STEPHEN LONG: But someone did, and not a fringe lender, a major - the NAB. And the repayments put her a mile below that poverty line.

STEPHEN LONG (to Susan): What really strikes me when I look at this is your net wage at the time you got the loan from the bank - just $235 a week - and you were getting a loan for what, nearly $200,000.

SUSAN: Yes, it was, yeah, that with a little bit of pension on top it.

STEPHEN LONG: Susan, who didn't want us to use her full name, has a metabolic blood disorder that's had her in and out of hospital for years. The debt stress made the condition worse and soon she wasn't working at all. Now she's trying to access her super to save her home.

STEPHEN LONG (to Susan): So what drove you to fight so hard to keep this little home?

SUSAN: Because my daughter and I deserve to have our home. And it is my responsibility. I'm, I'm, I'm the mum of a young adult daughter who deserves to have the stability of a home.

RENE PLOEGMAKERS, UNITING CARE, BROADMEADOWS: Pride is an incredible issue for I guess those who certainly never expected themselves to find they were going to be in financial hardship.

(Walking with Stephen Long through large pantry)

The pantry really provides the most basic sort of stuff, you know. There's milk, there's cereal, vegemite...

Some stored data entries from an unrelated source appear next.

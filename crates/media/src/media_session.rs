//! Media session state mirrored by the host's "now playing" indicator.

use parking_lot::RwLock;
use tracing::debug;

/// Host-side media session: whether the thumbar shows the page as playing.
#[derive(Debug, Default)]
pub struct MediaSession {
    playback_state: RwLock<MediaSessionPlaybackState>,
}

impl MediaSession {
    pub fn new() -> Self {
        Self::default()
    }

    pub fn playback_state(&self) -> MediaSessionPlaybackState {
        *self.playback_state.read()
    }

    /// Record a playing/paused report from the page.
    pub fn report_playing(&self, playing: bool) {
        let state = if playing {
            MediaSessionPlaybackState::Playing
        } else {
            MediaSessionPlaybackState::Paused
        };
        let previous = std::mem::replace(&mut *self.playback_state.write(), state);
        if previous != state {
            debug!(?previous, ?state, "media session state changed");
        }
    }

    /// Check if the session is playing.
    pub fn is_playing(&self) -> bool {
        self.playback_state() == MediaSessionPlaybackState::Playing
    }
}

/// Media session playback state.
#[derive(Clone, Copy, Debug, Default, PartialEq, Eq)]
pub enum MediaSessionPlaybackState {
    /// Nothing reported yet.
    #[default]
    None,
    Paused,
    Playing,
}

impl MediaSessionPlaybackState {
    pub fn as_str(&self) -> &'static str {
        match self {
            MediaSessionPlaybackState::None => "none",
            MediaSessionPlaybackState::Paused => "paused",
            MediaSessionPlaybackState::Playing => "playing",
        }
    }
}

#[cfg(test)]
mod tests {
    use super::*;

    #[test]
    fn test_initial_state() {
        let session = MediaSession::new();
        assert_eq!(session.playback_state(), MediaSessionPlaybackState::None);
        assert!(!session.is_playing());
    }

    #[test]
    fn test_report_playing() {
        let session = MediaSession::new();
        session.report_playing(true);
        assert!(session.is_playing());
        session.report_playing(false);
        assert_eq!(session.playback_state(), MediaSessionPlaybackState::Paused);
        assert_eq!(session.playback_state().as_str(), "paused");
    }
}
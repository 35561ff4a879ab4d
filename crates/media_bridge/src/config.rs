//! Bridge configuration.

use common::{BridgeError, BridgeResult};
use serde::{Deserialize, Serialize};
use std::path::Path;

/// Event the host emits when the thumbar play/pause button is pressed.
pub const DEFAULT_TOGGLE_EVENT: &str = "thumbar-playpause";
pub const DEFAULT_PREVIOUS_EVENT: &str = "thumbar-previous";
pub const DEFAULT_NEXT_EVENT: &str = "thumbar-next";
/// Host command that receives the page's playing state.
pub const DEFAULT_PLAYING_COMMAND: &str = "thumbar_set_playing";
/// Longest accepted re-attempt delay.
pub const MAX_RETRY_DELAY_MS: u64 = 60_000;

/// Bridge configuration.
#[derive(Clone, Debug, PartialEq, Eq, Serialize, Deserialize)]
#[serde(default, deny_unknown_fields)]
pub struct BridgeConfig {
    /// Host event that requests a play/pause toggle.
    pub toggle_event: String,
    /// Host event for the previous-track button.
    pub previous_event: String,
    /// Host event for the next-track button.
    pub next_event: String,
    /// Host command invoked with `{ "playing": bool }`.
    pub playing_command: String,
    /// Delays of the re-attempts that follow the immediate toggle attempt.
    pub retry_delays_ms: Vec<u64>,
    /// Whether to subscribe to the previous/next events.
    pub enable_transport_events: bool,
}

impl BridgeConfig {
    /// Create a new configuration with defaults.
    pub fn new() -> Self {
        Self::default()
    }

    /// Parse from JSON. Missing fields take their defaults.
    pub fn from_json(json: &str) -> BridgeResult<Self> {
        let config: Self = serde_json::from_str(json)?;
        config.validate()?;
        Ok(config)
    }

    /// Load from a JSON file.
    pub fn load(path: &Path) -> BridgeResult<Self> {
        let json = std::fs::read_to_string(path)?;
        Self::from_json(&json)
    }

    fn validate(&self) -> BridgeResult<()> {
        let names = [
            ("toggle_event", &self.toggle_event),
            ("previous_event", &self.previous_event),
            ("next_event", &self.next_event),
            ("playing_command", &self.playing_command),
        ];
        for (field, value) in names {
            if value.trim().is_empty() {
                return Err(BridgeError::config(format!("`{}` must not be empty", field)));
            }
        }
        if let Some(delay) = self.retry_delays_ms.iter().find(|&&d| d > MAX_RETRY_DELAY_MS) {
            return Err(BridgeError::config(format!(
                "retry delay {} ms exceeds {} ms",
                delay, MAX_RETRY_DELAY_MS
            )));
        }
        Ok(())
    }

    /// Set the re-attempt delays.
    pub fn with_retry_delays(mut self, delays_ms: Vec<u64>) -> Self {
        self.retry_delays_ms = delays_ms;
        self
    }

    /// Enable or disable the previous/next subscriptions.
    pub fn with_transport_events(mut self, enabled: bool) -> Self {
        self.enable_transport_events = enabled;
        self
    }

    /// Set the outward command name.
    pub fn with_playing_command(mut self, command: &str) -> Self {
        self.playing_command = command.to_string();
        self
    }
}

impl Default for BridgeConfig {
    fn default() -> Self {
        Self {
            toggle_event: DEFAULT_TOGGLE_EVENT.to_string(),
            previous_event: DEFAULT_PREVIOUS_EVENT.to_string(),
            next_event: DEFAULT_NEXT_EVENT.to_string(),
            playing_command: DEFAULT_PLAYING_COMMAND.to_string(),
            retry_delays_ms: vec![200, 600],
            enable_transport_events: true,
        }
    }
}
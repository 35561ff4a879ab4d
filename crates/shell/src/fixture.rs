//! JSON page fixtures.

use anyhow::{bail, Context, Result};
use browser_media::MediaError;
use dom::{Document, NodeId};
use serde::Deserialize;
use std::collections::BTreeMap;
use std::path::Path;

/// A page to install the bridge into.
#[derive(Clone, Debug, Deserialize)]
#[serde(deny_unknown_fields)]
pub struct PageFixture {
    #[serde(default)]
    pub title: Option<String>,
    /// Children of `<body>`.
    #[serde(default)]
    pub body: Vec<NodeFixture>,
}

/// A text node or an element.
#[derive(Clone, Debug, Deserialize)]
#[serde(untagged)]
pub enum NodeFixture {
    Text(String),
    Element(ElementFixture),
}

#[derive(Clone, Debug, Deserialize)]
#[serde(deny_unknown_fields)]
pub struct ElementFixture {
    pub tag: String,
    #[serde(default)]
    pub attributes: BTreeMap<String, String>,
    #[serde(default)]
    pub children: Vec<NodeFixture>,
    /// Initial playback state; media elements only.
    #[serde(default)]
    pub media: Option<MediaState>,
}

#[derive(Clone, Copy, Debug, PartialEq, Eq, Deserialize)]
#[serde(rename_all = "lowercase")]
pub enum MediaState {
    Paused,
    Playing,
    Ended,
    /// Playback requests are rejected.
    Blocked,
}

impl PageFixture {
    pub fn from_json(json: &str) -> Result<Self> {
        serde_json::from_str(json).context("invalid page fixture")
    }

    pub fn load(path: &Path) -> Result<Self> {
        let json = std::fs::read_to_string(path)
            .with_context(|| format!("failed to read page fixture {}", path.display()))?;
        Self::from_json(&json).with_context(|| format!("in {}", path.display()))
    }

    /// A small player page: a paused video and its transport controls.
    pub fn demo() -> Self {
        let button = |class: &str, label: &str| {
            NodeFixture::Element(ElementFixture {
                tag: "button".to_string(),
                attributes: BTreeMap::from([
                    ("class".to_string(), class.to_string()),
                    ("aria-label".to_string(), label.to_string()),
                ]),
                children: vec![NodeFixture::Text(label.to_string())],
                media: None,
            })
        };

        Self {
            title: Some("Demo player".to_string()),
            body: vec![
                NodeFixture::Element(ElementFixture {
                    tag: "video".to_string(),
                    attributes: BTreeMap::from([("id".to_string(), "player".to_string())]),
                    children: Vec::new(),
                    media: Some(MediaState::Paused),
                }),
                button("prev-track", "Previous"),
                button("play-button", "Play"),
                button("next-track", "Next"),
            ],
        }
    }

    /// Build the document.
    pub fn build(&self) -> Result<Document> {
        let mut document = Document::new();
        let body = document.body().context("document has no body")?;
        for child in &self.body {
            let node = build_node(&mut document, child)?;
            document.append_child(body, node);
        }
        Ok(document)
    }
}

fn build_node(document: &mut Document, fixture: &NodeFixture) -> Result<NodeId> {
    let element = match fixture {
        NodeFixture::Text(text) => return Ok(document.create_text(text)),
        NodeFixture::Element(element) => element,
    };

    let node = document.create_element(&element.tag);
    for (name, value) in &element.attributes {
        document.set_attribute(node, name, value);
    }
    for child in &element.children {
        let child = build_node(document, child)?;
        document.append_child(node, child);
    }

    if let Some(state) = element.media {
        let Some(media) = document.media(node) else {
            bail!("`{}` is not a media element but has a media state", element.tag);
        };
        match state {
            MediaState::Paused => {}
            MediaState::Blocked => media.set_error(Some(MediaError::NotAllowed)),
            MediaState::Playing => {
                document.play(node)?;
            }
            MediaState::Ended => {
                document.play(node)?;
                document.finish(node)?;
            }
        }
    }
    Ok(node)
}
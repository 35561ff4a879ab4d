//! Common utilities and types shared across the thumbar bridge workspace.

pub mod error;

pub use error::{BridgeError, BridgeResult};
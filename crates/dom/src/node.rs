//! DOM Node implementation.

use crate::element::ElementData;
use slotmap::new_key_type;
use smallvec::SmallVec;

new_key_type! {
    /// Unique identifier for a DOM node.
    pub struct NodeId;
}

/// Type of DOM node.
#[derive(Clone, Copy, Debug, PartialEq, Eq)]
pub enum NodeType {
    Element = 1,
    Text = 3,
    Document = 9,
}

/// Data specific to each node type.
#[derive(Clone, Debug)]
pub enum NodeData {
    Document,
    Element(ElementData),
    Text { content: String },
}

/// A DOM node.
#[derive(Clone, Debug)]
pub struct Node {
    /// Unique identifier.
    pub id: NodeId,
    /// Node type.
    pub node_type: NodeType,
    /// Node-specific data.
    pub data: NodeData,
    /// Parent node.
    pub parent: Option<NodeId>,
    /// Child nodes.
    pub children: SmallVec<[NodeId; 8]>,
}

impl Node {
    pub fn new(id: NodeId, node_type: NodeType, data: NodeData) -> Self {
        Self {
            id,
            node_type,
            data,
            parent: None,
            children: SmallVec::new(),
        }
    }

    pub fn new_document(id: NodeId) -> Self {
        Self::new(id, NodeType::Document, NodeData::Document)
    }

    pub fn new_element(id: NodeId, data: ElementData) -> Self {
        Self::new(id, NodeType::Element, NodeData::Element(data))
    }

    pub fn new_text(id: NodeId, content: String) -> Self {
        Self::new(id, NodeType::Text, NodeData::Text { content })
    }

    /// Node name: `#text`, `#document` or the tag name.
    pub fn node_name(&self) -> &str {
        match &self.data {
            NodeData::Document => "#document",
            NodeData::Element(elem) => elem.tag_name.as_str(),
            NodeData::Text { .. } => "#text",
        }
    }

    #[inline]
    pub fn is_element(&self) -> bool {
        self.node_type == NodeType::Element
    }

    #[inline]
    pub fn is_document(&self) -> bool {
        self.node_type == NodeType::Document
    }

    /// Get element data if this is an element.
    pub fn as_element(&self) -> Option<&ElementData> {
        match &self.data {
            NodeData::Element(data) => Some(data),
            _ => None,
        }
    }

    /// Get mutable element data if this is an element.
    pub fn as_element_mut(&mut self) -> Option<&mut ElementData> {
        match &mut self.data {
            NodeData::Element(data) => Some(data),
            _ => None,
        }
    }

    /// Get text content if this is a text node.
    pub fn as_text(&self) -> Option<&str> {
        match &self.data {
            NodeData::Text { content } => Some(content),
            _ => None,
        }
    }
}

STEPHEN LONG: It's a measure of people's desperation to hold onto their homes. Here at Broadmeadows in outer Melbourne, Uniting Care is giving more emergency food aid to people with mortgages than people in public housing.

RENE PLOEGMAKERS, UNITING CARE, BROADMEADOWS: Often the case with people who have had that sort of experience is they're coming to see us well and truly when things are in the most awful sort of state. Credit cards are totally maxed out, they're getting letters warning them of legal action et cetera, there's a potential to be losing the house, there are questions about whether they can hold on to the car, the kids are having really disrupted, really disruptive schooling; a whole, whole, whole package.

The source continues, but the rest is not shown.